When Tendering Loads, Don’t Go Chasing Waterfalls

April 01, 2025
By Chris Caplice, Ph.D.

Transportation procurement has two phases or “moments of truth” — a strategic phase, where shippers develop a long-term plan and select a group of carriers to handle freight for that period, and an execution phase, where loads are actually tendered.

Over the last few years, shippers have focused on improving the first phase. They recalibrated supply chains during the pandemic. They invested in technology to help forecast demand and costs. They analyzed volumes and service needs and determined which lanes are suited to dedicated or private fleets and which are best for dynamic or spot procurement.

And they’ve fine-tuned the RFP process, using market intelligence and historical rate data to produce more accurate and competitive bid evaluations and make contracts more resilient to market fluctuations.

However, less attention has been paid to the second moment of truth — actual tendering. Poor tendering practices, specifically on contracted lanes, can wash away the savings and efficiencies from careful planning.

Ripple effects

You’re probably familiar with the transportation RFP process. Carriers and brokers submit bids for moving loads on specific lanes, and the winners are named primary carriers — the first option for tendering the load. Bids not selected as primary are listed as alternates in the routing guide. This is where the waterfall comes in.

In an RFP, a “waterfall” refers to a tiered tendering process. When a primary carrier rejects a load, it’s made available to backup carriers in a predefined order. A transportation management system (TMS) can automatically make continuous offers until a carrier finally steps up and accepts the tender.

Cascading Inefficiencies

Because carriers aren’t obligated to accept loads, their acceptance rates (tenders accepted versus tenders offered) are a key performance indicator reflecting a carrier’s commitment to providing contracted capacity. However, alternate carrier acceptance rates are rarely monitored since no capacity was explicitly (or even implicitly) guaranteed under contract.

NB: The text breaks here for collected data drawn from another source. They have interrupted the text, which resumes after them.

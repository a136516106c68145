//! Data types for per-key model and spend tracking.

use super::timestamp;
use chrono::{DateTime, Utc};
use serde::{Deserialize, Serialize};
use std::collections::{BTreeMap, BTreeSet};

/// Persistent record stored per tracked API key.
///
/// Missing sections and fields read as empty so partially written or older
/// records keep whatever state they do carry.
#[derive(Debug, Clone, PartialEq, Serialize, Deserialize)]
pub struct TrackedRecord {
    /// Redacted key for display only.
    #[serde(default = "unknown_preview")]
    pub api_key_preview: String,
    #[serde(deserialize_with = "timestamp::deserialize")]
    pub first_seen: DateTime<Utc>,
    /// Rewritten on every save.
    #[serde(deserialize_with = "timestamp::deserialize")]
    pub last_updated: DateTime<Utc>,
    #[serde(default)]
    pub models: ModelState,
    #[serde(default)]
    pub spend: SpendState,
}

fn unknown_preview() -> String {
    "Unknown".to_string()
}

impl TrackedRecord {
    /// Creates an empty record for a key seen for the first time.
    pub fn new(api_key_preview: &str) -> Self {
        let now = Utc::now();
        Self {
            api_key_preview: api_key_preview.to_string(),
            first_seen: now,
            last_updated: now,
            models: ModelState::default(),
            spend: SpendState::default(),
        }
    }
}

#[derive(Debug, Clone, Default, PartialEq, Serialize, Deserialize)]
pub struct ModelState {
    #[serde(default, deserialize_with = "timestamp::option::deserialize")]
    pub last_check: Option<DateTime<Utc>>,
    /// Serialized as a sorted list.
    #[serde(default)]
    pub known_models: BTreeSet<String>,
    /// Models that first appeared at the most recent reconciliation.
    #[serde(default)]
    pub new_models: Vec<String>,
}

#[derive(Debug, Clone, Default, PartialEq, Serialize, Deserialize)]
pub struct SpendState {
    #[serde(default, deserialize_with = "timestamp::option::deserialize")]
    pub last_check: Option<DateTime<Utc>>,
    /// Oldest first.
    #[serde(default)]
    pub history: Vec<SpendRecord>,
}

/// A recorded change in spend.
#[derive(Debug, Clone, PartialEq, Serialize, Deserialize)]
pub struct SpendRecord {
    #[serde(deserialize_with = "timestamp::deserialize")]
    pub timestamp: DateTime<Utc>,
    pub current_spend: f64,
    #[serde(default)]
    pub budget_limit: Option<f64>,
    #[serde(default)]
    pub remaining: Option<f64>,
    #[serde(default)]
    pub key_alias: Option<String>,
}

/// Point-in-time spend and budget read from the API.
#[derive(Debug, Clone, Default, PartialEq, Serialize, Deserialize)]
pub struct SpendSnapshot {
    pub current_spend: Option<f64>,
    pub budget_limit: Option<f64>,
    pub remaining: Option<f64>,
    pub key_alias: Option<String>,
    pub reset_date: Option<String>,
    pub created_at: Option<String>,
    #[serde(default)]
    pub model_spend: BTreeMap<String, f64>,
}

impl SpendSnapshot {
    /// Snapshot carrying only a current spend value.
    pub fn with_spend(current_spend: f64) -> Self {
        Self {
            current_spend: Some(current_spend),
            ..Self::default()
        }
    }
}

/// Result of reconciling the current model list against known models.
#[derive(Debug, Clone, PartialEq, Eq, Serialize)]
pub struct ModelUpdate {
    pub new_models: Vec<String>,
    /// Sorted, deduplicated.
    pub all_models: Vec<String>,
    pub total_count: usize,
}

/// Summary of one tracked key for multi-key listings.
#[derive(Debug, Clone, PartialEq, Serialize)]
pub struct TrackedKeySummary {
    pub preview: String,
    pub first_seen: DateTime<Utc>,
    pub last_updated: DateTime<Utc>,
    pub model_count: usize,
}

impl From<&TrackedRecord> for TrackedKeySummary {
    fn from(record: &TrackedRecord) -> Self {
        Self {
            preview: record.api_key_preview.clone(),
            first_seen: record.first_seen,
            last_updated: record.last_updated,
            model_count: record.models.known_models.len(),
        }
    }
}

#[cfg(test)]
#[path = "tests/types_tests.rs"]
mod tests;
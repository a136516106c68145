//! Persistent storage for tracked-key records.
//!
//! Each API key gets its own JSON file named by its [`KeyIdentity`], so keys
//! never contend with each other. The store is a best-effort local cache:
//! a missing, unreadable, or corrupt record loads as a fresh empty one and
//! never blocks the remote query.

use super::types::TrackedRecord;
use crate::data_paths;
use crate::identity::{KeyIdentity, TrackedKey};
use anyhow::{Context, Result};
use chrono::{DateTime, Utc};
use fs2::FileExt;
use std::fs::{self, File, OpenOptions};
use std::io::ErrorKind;
use std::path::{Path, PathBuf};

/// Per-key JSON record store rooted at a data directory.
#[derive(Debug, Clone)]
pub struct RecordStore {
    data_dir: PathBuf,
}

impl RecordStore {
    /// Opens a store at `data_dir`, creating the directory if possible.
    ///
    /// A directory that can't be created is only logged; loads then fall back
    /// to fresh records and saves report the error.
    pub fn open(data_dir: impl Into<PathBuf>) -> Self {
        let data_dir = data_dir.into();
        if let Err(e) = data_paths::ensure_data_dir(&data_dir) {
            tracing::warn!("{:#}", e);
        }
        Self { data_dir }
    }

    /// Directory holding the per-key record files.
    pub fn data_dir(&self) -> &Path {
        &self.data_dir
    }

    /// Loads the record for a key, or a fresh one if it is missing or unreadable.
    pub fn load(&self, key: &TrackedKey) -> TrackedRecord {
        if let Err(e) = data_paths::ensure_data_dir(&self.data_dir) {
            tracing::warn!("{:#}", e);
        }

        let path = data_paths::record_path(&self.data_dir, &key.identity);
        let content = match fs::read_to_string(&path) {
            Ok(content) => content,
            Err(e) if e.kind() == ErrorKind::NotFound => {
                tracing::debug!("No record for {}, starting fresh", key.identity);
                return TrackedRecord::new(&key.preview);
            }
            Err(e) => {
                tracing::warn!("Failed to read record {}: {}", path.display(), e);
                return TrackedRecord::new(&key.preview);
            }
        };

        match serde_json::from_str(&content) {
            Ok(record) => record,
            Err(e) => {
                tracing::warn!(
                    "Discarding unparseable record {}: {}",
                    path.display(),
                    e
                );
                TrackedRecord::new(&key.preview)
            }
        }
    }

    /// Saves a record atomically, stamping `last_updated`.
    ///
    /// The record is first written to a temporary file, then renamed over the
    /// final path, so readers never observe a partial write.
    pub fn save(&self, key: &TrackedKey, record: &mut TrackedRecord) -> Result<()> {
        data_paths::ensure_data_dir(&self.data_dir)?;

        record.last_updated = Utc::now();

        let path = data_paths::record_path(&self.data_dir, &key.identity);
        let temp_path = data_paths::record_temp_path(&self.data_dir, &key.identity);

        let content =
            serde_json::to_string_pretty(record).context("Failed to serialize tracked record")?;

        fs::write(&temp_path, &content)
            .with_context(|| format!("Failed to write temp record file: {}", temp_path.display()))?;

        fs::rename(&temp_path, &path)
            .with_context(|| format!("Failed to rename temp file to: {}", path.display()))?;

        Ok(())
    }

    /// Runs a load-modify-save cycle under the key's advisory lock.
    ///
    /// If the lock file can't be opened or locked the update still runs
    /// unlocked; concurrent writers to one key are then last-writer-wins.
    pub fn update<T>(
        &self,
        key: &TrackedKey,
        apply: impl FnOnce(&mut TrackedRecord) -> T,
    ) -> Result<T> {
        data_paths::ensure_data_dir(&self.data_dir)?;
        let lock = self.acquire_lock(&key.identity);

        let mut record = self.load(key);
        let output = apply(&mut record);
        let saved = self.save(key, &mut record);

        if let Some(lock_file) = lock {
            if let Err(e) = FileExt::unlock(&lock_file) {
                tracing::debug!("Failed to release lock for {}: {}", key.identity, e);
            }
        }

        saved.map(|()| output)
    }

    /// Returns when models were last reconciled for this key.
    pub fn last_model_check(&self, key: &TrackedKey) -> Option<DateTime<Utc>> {
        self.load(key).models.last_check
    }

    fn acquire_lock(&self, identity: &KeyIdentity) -> Option<File> {
        let lock_path = data_paths::record_lock_path(&self.data_dir, identity);
        let file = match OpenOptions::new()
            .create(true)
            .truncate(false)
            .write(true)
            .open(&lock_path)
        {
            Ok(file) => file,
            Err(e) => {
                tracing::warn!("Failed to open lock file {}: {}", lock_path.display(), e);
                return None;
            }
        };

        match file.lock_exclusive() {
            Ok(()) => Some(file),
            Err(e) => {
                tracing::warn!("Failed to lock {}: {}", lock_path.display(), e);
                None
            }
        }
    }
}

#[cfg(test)]
#[path = "tests/store_tests.rs"]
mod tests;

Shippers also track routing guide depth or how far down the list they have to go before a carrier accepts the tender. As you might expect, routing-guide depth increases when the market tightens, and carriers have better-paying options.

Excessive routing-guide depth often leads to higher costs, as alternate carriers typically charge more than primary carriers — which might explain why they weren’t awarded the contract in the first place. Studies at the Massachusetts Institute for Technology’s (MIT) FreightLab show that the median rate on a lane increases from 8 percent above the primary carrier rate for the first alternate to 35 percent for the 10th alternate. The range is huge, with the 75th-percentile increase jumping from 25 percent for the first alternate to 62 percent for the 10th.

And there’s another factor: time. Offering loads to alternate carriers can add hours to the tendering process. In many cases, a TMS will keep the waterfall flowing until the available lead time has shrunk to the point where the shipper needs a carrier immediately and their costs are about to go over the edge.

How to Go With the Flow

The routing guide and waterfall tendering method were created to secure potential rates on a given lane when a primary carrier couldn’t take a load. Why not just dig up the next best rate from the RFP and avoid the turbulence of the open spot market?

Times have changed, and there are far better ways to generate rates for a lane than defaulting to a rigid routing guide with losing bids from an auction held months ago. Here are some points to remember as you navigate the choppy waters of freight tendering:

No time for failure. Dynamic pricing has become more sophisticated. Algorithms, artificial intelligence (AI) and market data can calculate rates that reflect current conditions instead of static contract rates from an RFP. If a primary carrier rejects a load, instead of chasing the waterfall all the way down, the TMS can move directly to a dynamic selection process.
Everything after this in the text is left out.